Thousands of Shi'ite protesters marched into the capital of Bahrain on Tuesday after a man was killed in clashes between police and mourners at a funeral for a demonstrator shot dead at an earlier anti-government rally.
The death, a day after Monday's "Day of Rage" protests, led to further clashes between Bahrain's majority Shi'ite Muslims and the Sunni security forces backed by the ruling Al Khalifa dynasty.
Bahrain's main Shi'ite opposition bloc Wefaq, accuses rulers of discriminating and neglecting Shi'ites, they responded to the violence by boycotting parliament.
Enraged mourners chanted anti-government slogans inspired by protests that toppled the rulers of Egypt and Tunisia.
"The people demand the fall of the regime!" they said, as thousands poured into Pearl Roundabout in Manama's city centre.

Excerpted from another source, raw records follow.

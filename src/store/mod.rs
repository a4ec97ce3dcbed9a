// Copyright (c) 2025 Erick Bourgeois, firestoned
// SPDX-License-Identifier: MIT

//! Object stores used by the reconcilers.
//!
//! The reconciliation engine talks to two clusters that may be the same: the source
//! cluster holding the watched objects and the control plane cluster holding the
//! generated `DNSEntry` objects. Both are accessed through [`ObjectStore`]:
//!
//! - [`kubernetes::KubeStore`] - backed by the Kubernetes API
//! - [`memory::MemoryStore`] - in-memory store with the same semantics for the parts the
//!   engine relies on (generate name, resource version conflicts, finalizer blocked
//!   deletion)
//!
//! [`create_or_patch`] implements the read-modify-write cycle for existing objects and
//! reports whether anything changed.

pub mod kubernetes;
pub mod memory;

use crate::dns_errors::StoreError;
use async_trait::async_trait;
use kube::core::NamespaceResourceScope;
use kube::{Resource, ResourceExt};
use serde::de::DeserializeOwned;
use serde::Serialize;
use std::fmt;
use std::fmt::Debug;

/// Objects that can be kept in an [`ObjectStore`].
pub trait StoredObject:
    Resource<DynamicType = (), Scope = NamespaceResourceScope>
    + Clone
    + Debug
    + Serialize
    + DeserializeOwned
    + Send
    + Sync
    + 'static
{
}

impl<T> StoredObject for T where
    T: Resource<DynamicType = (), Scope = NamespaceResourceScope>
        + Clone
        + Debug
        + Serialize
        + DeserializeOwned
        + Send
        + Sync
        + 'static
{
}

/// Namespace and name of an object.
#[derive(Clone, Debug, Default, PartialEq, Eq, PartialOrd, Ord, Hash)]
pub struct ObjectKey {
    pub namespace: String,
    pub name: String,
}

impl ObjectKey {
    pub fn new(namespace: impl Into<String>, name: impl Into<String>) -> Self {
        Self {
            namespace: namespace.into(),
            name: name.into(),
        }
    }

    /// Key of a stored object.
    pub fn of<K: Resource>(obj: &K) -> Self {
        Self::new(obj.namespace().unwrap_or_default(), obj.name_any())
    }
}

impl fmt::Display for ObjectKey {
    fn fmt(&self, f: &mut fmt::Formatter<'_>) -> fmt::Result {
        write!(f, "{}/{}", self.namespace, self.name)
    }
}

/// Outcome of [`create_or_patch`].
#[derive(Clone, Copy, Debug, PartialEq, Eq)]
pub enum OperationResult {
    Created,
    Updated,
    Unchanged,
}

/// Access to the objects of one kind in one cluster.
#[async_trait]
pub trait ObjectStore<K: StoredObject>: Send + Sync {
    /// Returns the object, or `None` if it does not exist.
    async fn get(&self, key: &ObjectKey) -> Result<Option<K>, StoreError>;

    /// Lists all objects in the namespace.
    async fn list(&self, namespace: &str) -> Result<Vec<K>, StoreError>;

    /// Creates the object. A name is generated if only `generateName` is set.
    async fn create(&self, obj: &K) -> Result<K, StoreError>;

    /// Replaces the object. Fails with a conflict if the resource version is stale.
    async fn update(&self, obj: &K) -> Result<K, StoreError>;

    /// Deletes the object. Fails with `NotFound` if it does not exist.
    async fn delete(&self, key: &ObjectKey) -> Result<(), StoreError>;

    /// Adds the finalizer if missing.
    async fn add_finalizer(&self, obj: &K, finalizer: &str) -> Result<(), StoreError>;

    /// Removes the finalizer if present.
    async fn remove_finalizer(&self, obj: &K, finalizer: &str) -> Result<(), StoreError>;

    /// Sets a single annotation.
    async fn set_annotation(&self, obj: &K, key: &str, value: &str) -> Result<(), StoreError>;

    /// Merges `status` into the status of the object.
    async fn patch_status(&self, obj: &K, status: serde_json::Value) -> Result<(), StoreError>;
}

/// Applies `mutate` to the stored version of `obj` and writes it back if it changed.
///
/// Creates the mutated `obj` if it does not exist (anymore).
///
/// # Errors
///
/// Returns the store error of the read or the write.
pub async fn create_or_patch<K, S, F>(
    store: &S,
    obj: &K,
    mutate: F,
) -> Result<(K, OperationResult), StoreError>
where
    K: StoredObject,
    S: ObjectStore<K> + ?Sized,
    F: FnOnce(&mut K) + Send,
{
    let Some(current) = store.get(&ObjectKey::of(obj)).await? else {
        let mut created = obj.clone();
        mutate(&mut created);
        let created = store.create(&created).await?;
        return Ok((created, OperationResult::Created));
    };

    let before = serde_json::to_value(&current)?;
    let mut modified = current.clone();
    mutate(&mut modified);
    if serde_json::to_value(&modified)? == before {
        return Ok((current, OperationResult::Unchanged));
    }
    let updated = store.update(&modified).await?;
    Ok((updated, OperationResult::Updated))
}

/// Whether the object carries the finalizer.
pub fn has_finalizer<K: Resource>(obj: &K, finalizer: &str) -> bool {
    obj.finalizers().iter().any(|f| f == finalizer)
}

/// Whether the object is being deleted.
pub fn is_deleting<K: Resource>(obj: &K) -> bool {
    obj.meta().deletion_timestamp.is_some()
}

Protesters said their principal demand was the resignation of Prime Minister Sheikh Khalifa bin Salman al-Khalifa who has governed the country since its independence in 1971.
The Prime Minister is an uncle of King Hamad bin Isa al-Khalifa who is seen as a symbol of the wealth of the ruling family.
Protesters are also demanding the release of political prisoners and the creation of a new constitution.
Poverty, high unemployment and attempts by the government to grant Sunnis from outside the country citizenship in order to change the demographic balance, lie at the heart of deep-seated discontent among Bahrain's Shi'ites.
Around half of the country's 1.3 million people are Bahraini, with the rest being foreign workers.
The majority of citizens are Shi'ite.